I tried to read a bit about it, in a book of Jon Galloway called Professional ASP.NET MVC 5, he explained that Web.config should be also edited when using [Authorize] (i dont know if i got it right!). So i tried to edit Web.config as following:
<authentication mode="Forms">
<forms loginUrl="~/Home/Login" timeout="2880" />
</authentication>
Now, i dont get the error anymore but when I change the url, Iam able to see the account page without to login which is bad and means that [Authorize] attribute is not working.
I Know that Authorize works with Roles and Users, i could write for example [Authorize(Uers = "blabla")], But the thing in my application that all users that are registred in the EF DB are able to see the account page. Anyone can help me to solve this problem please:)?

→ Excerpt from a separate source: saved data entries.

use criterion::{black_box, criterion_group, criterion_main, Criterion};
use rand::rngs::StdRng;
use rand::{Rng, SeedableRng};
use vouch_core::IgnoreStrategy;
use vouch_float::{compare_distance, FloatSubject, Tolerance};

fn sample_pairs(seed: u64) -> Vec<(f64, f64)> {
    let mut rng = StdRng::seed_from_u64(seed);
    let mut pairs = Vec::with_capacity(1024);
    while pairs.len() < 1024 {
        let a = f64::from_bits(rng.gen::<u64>());
        let e = f64::from_bits(rng.gen::<u64>());
        if a.is_finite() && e.is_finite() {
            pairs.push((a, e));
        }
    }
    pairs
}

fn tolerance_benchmark(c: &mut Criterion) {
    let pairs = sample_pairs(0x5EED);
    let tolerance = Tolerance::new(1.0e-6).expect("tolerance");

    c.bench_function("tolerance/compare_distance", |b| {
        b.iter(|| {
            for &(a, e) in &pairs {
                black_box(compare_distance(black_box(a), black_box(e), 1.0e-6));
            }
        });
    });

    c.bench_function("tolerance/admits", |b| {
        b.iter(|| {
            pairs
                .iter()
                .filter(|&&(a, e)| tolerance.admits(black_box(a), black_box(e)))
                .count()
        });
    });

    c.bench_function("tolerance/subject_chain", |b| {
        b.iter(|| {
            for &(a, e) in &pairs {
                FloatSubject::of(&IgnoreStrategy, black_box(a))
                    .is_within(1.0e-6)
                    .expect("tolerance")
                    .of(black_box(e));
            }
        });
    });
}

criterion_group!(benches, tolerance_benchmark);
criterion_main!(benches);
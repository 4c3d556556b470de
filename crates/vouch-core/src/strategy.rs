//! Failure sinks that receive failed propositions.

use std::error::Error;
use std::sync::{Mutex, MutexGuard};

use serde::{Deserialize, Serialize};

use crate::errors::{ErrorInfo, VouchError};
use crate::serde::to_canonical_json_bytes;

/// Receives the failure of a proposition.
///
/// A strategy may abort the calling chain (by panicking) or record the
/// failure and return normally. Subjects support both and never run further
/// proposition logic of their own after reporting.
pub trait FailureStrategy: Send + Sync {
    /// Handles a rendered failure message and its optional cause.
    fn fail(&self, message: &str, cause: Option<&(dyn Error + 'static)>);
}

impl<F> FailureStrategy for F
where
    F: Fn(&str, Option<&(dyn Error + 'static)>) + Send + Sync,
{
    fn fail(&self, message: &str, cause: Option<&(dyn Error + 'static)>) {
        self(message, cause)
    }
}

/// A single recorded failure.
#[derive(Debug, Clone, PartialEq, Eq, Serialize, Deserialize)]
pub struct Failure {
    /// Fully rendered failure message.
    pub message: String,
    /// Rendered cause, when the proposition supplied one.
    #[serde(default, skip_serializing_if = "Option::is_none")]
    pub cause: Option<String>,
}

impl Failure {
    fn new(message: &str, cause: Option<&(dyn Error + 'static)>) -> Self {
        Self {
            message: message.to_string(),
            cause: cause.map(ToString::to_string),
        }
    }
}

/// "Assert" mode: panics on the first failure.
#[derive(Debug, Clone, Copy, Default)]
pub struct AssertStrategy;

impl FailureStrategy for AssertStrategy {
    fn fail(&self, message: &str, cause: Option<&(dyn Error + 'static)>) {
        match cause {
            Some(cause) => panic!("{message}\ncaused by: {cause}"),
            None => panic!("{message}"),
        }
    }
}

/// Discards failures.
#[derive(Debug, Clone, Copy, Default)]
pub struct IgnoreStrategy;

impl FailureStrategy for IgnoreStrategy {
    fn fail(&self, message: &str, _cause: Option<&(dyn Error + 'static)>) {
        tracing::debug!(target: "vouch", %message, "ignored failure");
    }
}

#[derive(Debug, Default)]
struct Recorded {
    failures: Vec<Failure>,
    dropped: usize,
    verified: bool,
}

/// "Expect" mode: records failures in invocation order for later reporting.
///
/// When `verify_on_drop` is set, dropping the strategy with failures that were
/// never passed through [`ExpectStrategy::verify`] panics with the summary,
/// unless the thread is already unwinding.
#[derive(Debug)]
pub struct ExpectStrategy {
    recorded: Mutex<Recorded>,
    max_recorded: Option<usize>,
    verify_on_drop: bool,
}

/// Serializable snapshot of an [`ExpectStrategy`].
#[derive(Debug, Clone, PartialEq, Eq, Serialize, Deserialize)]
pub struct FailureReport {
    /// Recorded failures in invocation order.
    pub failures: Vec<Failure>,
    /// Failures received after `max_recorded` was reached.
    pub dropped: usize,
}

impl Default for ExpectStrategy {
    fn default() -> Self {
        Self::new()
    }
}

impl ExpectStrategy {
    /// Creates an unbounded recorder that does not check on drop.
    pub fn new() -> Self {
        Self {
            recorded: Mutex::new(Recorded::default()),
            max_recorded: None,
            verify_on_drop: false,
        }
    }

    /// Caps the number of stored failures; later ones are only counted.
    pub fn with_max_recorded(mut self, max: usize) -> Self {
        self.max_recorded = Some(max);
        self
    }

    /// Panics on drop when failures were recorded but never verified.
    pub fn verify_on_drop(mut self, enabled: bool) -> Self {
        self.verify_on_drop = enabled;
        self
    }

    fn lock(&self) -> MutexGuard<'_, Recorded> {
        // A poisoned lock still holds a consistent list.
        self.recorded
            .lock()
            .unwrap_or_else(|poisoned| poisoned.into_inner())
    }

    /// Returns the recorded failures in invocation order.
    pub fn failures(&self) -> Vec<Failure> {
        self.lock().failures.clone()
    }

    /// Returns the recorded failure messages in invocation order.
    pub fn messages(&self) -> Vec<String> {
        self.lock()
            .failures
            .iter()
            .map(|failure| failure.message.clone())
            .collect()
    }

    /// Returns the number of failures received, stored or dropped.
    pub fn failure_count(&self) -> usize {
        let recorded = self.lock();
        recorded.failures.len() + recorded.dropped
    }

    /// Returns whether no failure has been received.
    pub fn is_clean(&self) -> bool {
        self.failure_count() == 0
    }

    /// Removes and returns the recorded failures.
    pub fn take(&self) -> Vec<Failure> {
        let mut recorded = self.lock();
        recorded.dropped = 0;
        std::mem::take(&mut recorded.failures)
    }

    /// Returns a serializable snapshot of the recorded failures.
    pub fn report(&self) -> FailureReport {
        let recorded = self.lock();
        FailureReport {
            failures: recorded.failures.clone(),
            dropped: recorded.dropped,
        }
    }

    /// Serializes the snapshot as canonical JSON bytes.
    pub fn to_json_bytes(&self) -> Result<Vec<u8>, VouchError> {
        to_canonical_json_bytes(&self.report())
    }

    /// Marks the failures as observed and returns them as an error, if any.
    pub fn verify(&self) -> Result<(), VouchError> {
        let mut recorded = self.lock();
        recorded.verified = true;
        summarize(&recorded)
    }
}

fn summarize(recorded: &Recorded) -> Result<(), VouchError> {
    let total = recorded.failures.len() + recorded.dropped;
    if total == 0 {
        return Ok(());
    }
    let mut message = format!("{total} expectation(s) failed:");
    for (idx, failure) in recorded.failures.iter().enumerate() {
        message.push_str(&format!("\n  {}. {}", idx + 1, failure.message));
    }
    let mut info = ErrorInfo::new("unverified-failures", message)
        .with_context("recorded", recorded.failures.len().to_string());
    if recorded.dropped > 0 {
        info = info
            .with_context("dropped", recorded.dropped.to_string())
            .with_hint("raise max_recorded to keep every failure message");
    }
    Err(VouchError::Assertion(info))
}

impl FailureStrategy for ExpectStrategy {
    fn fail(&self, message: &str, cause: Option<&(dyn Error + 'static)>) {
        let mut recorded = self.lock();
        recorded.verified = false;
        if self
            .max_recorded
            .is_some_and(|max| recorded.failures.len() >= max)
        {
            recorded.dropped += 1;
            tracing::warn!(
                target: "vouch",
                %message,
                dropped = recorded.dropped,
                "failure dropped past max_recorded"
            );
            return;
        }
        tracing::debug!(target: "vouch", %message, "recorded failure");
        recorded.failures.push(Failure::new(message, cause));
    }
}

impl Drop for ExpectStrategy {
    fn drop(&mut self) {
        if !self.verify_on_drop || std::thread::panicking() {
            return;
        }
        let recorded = self.lock();
        if recorded.verified {
            return;
        }
        if let Err(err) = summarize(&recorded) {
            panic!("{}", err.info().message);
        }
    }
}
use std::collections::BTreeMap;
use std::iter::FromIterator;

use ::serde::{Deserialize, Serialize};
use serde_json::{Map, Value};

use crate::errors::{ErrorInfo, VouchError};

fn serde_error(code: &str, err: impl ToString) -> VouchError {
    VouchError::Serde(ErrorInfo::new(code, err.to_string()))
}

fn canonicalize(value: Value) -> Value {
    match value {
        Value::Object(map) => {
            let mut ordered = BTreeMap::new();
            for (key, val) in map {
                ordered.insert(key, canonicalize(val));
            }
            Value::Object(Map::from_iter(ordered))
        }
        Value::Array(values) => Value::Array(values.into_iter().map(canonicalize).collect()),
        other => other,
    }
}

/// Serializes a value into canonical JSON bytes with deterministic key ordering.
pub fn to_canonical_json_bytes<T: Serialize>(value: &T) -> Result<Vec<u8>, VouchError> {
    let value = serde_json::to_value(value).map_err(|err| serde_error("json-encode", err))?;
    let canonical = canonicalize(value);
    let mut bytes = Vec::new();
    serde_json::to_writer(&mut bytes, &canonical).map_err(|err| serde_error("json-write", err))?;
    Ok(bytes)
}

/// Restores a value from JSON bytes.
pub fn from_json_slice<T: for<'de> Deserialize<'de>>(data: &[u8]) -> Result<T, VouchError> {
    serde_json::from_slice(data).map_err(|err| serde_error("json-read", err))
}
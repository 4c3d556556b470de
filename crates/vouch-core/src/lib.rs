#![deny(missing_docs)]
#![doc = "Subject, failure-strategy, and rendering core shared by the vouch assertion crates."]

/// Reporting policy and strategy construction.
pub mod config;
pub mod errors;
pub mod render;
/// Canonical JSON helpers.
pub mod serde;
pub mod strategy;
pub mod subject;
pub mod value;

pub use config::{ReportPolicy, StrategyMode};
pub use errors::{usage_error, ErrorInfo, VouchError};
pub use render::{compress_type, Render};
pub use strategy::{
    AssertStrategy, ExpectStrategy, Failure, FailureReport, FailureStrategy, IgnoreStrategy,
};
pub use subject::Subject;
pub use value::{is_same_object, view_as, ExactEq, Expected, KindView, SubjectValue};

Here you have the code of my login Form
[HttpPost]
[AllowAnonymous]
[ValidateAntiForgeryToken]
public ActionResult Login(LoginViewModels lgm)
{
if (ModelState.IsValid)
{
// Check if username exist
var dbUser = db.RegisterTables.FirstOrDefault(x => x.tUserName.ToLower().Equals(lgm.username));
if (dbUser != null)
{
if (Security.IsCorrectPassword(lgm.password, dbUser))
{
FormsAuthentication.SetAuthCookie(lgm.username, true);
return RedirectToAction("Index", "Account");
}
else ModelState.AddModelError("", "Check user or pass.");
}
else ModelState.AddModelError("", "Check user or pass.");
}
return View(lgm);
}
The code of the /Account/Index is just a normal ActionResult thats returns the view of the account.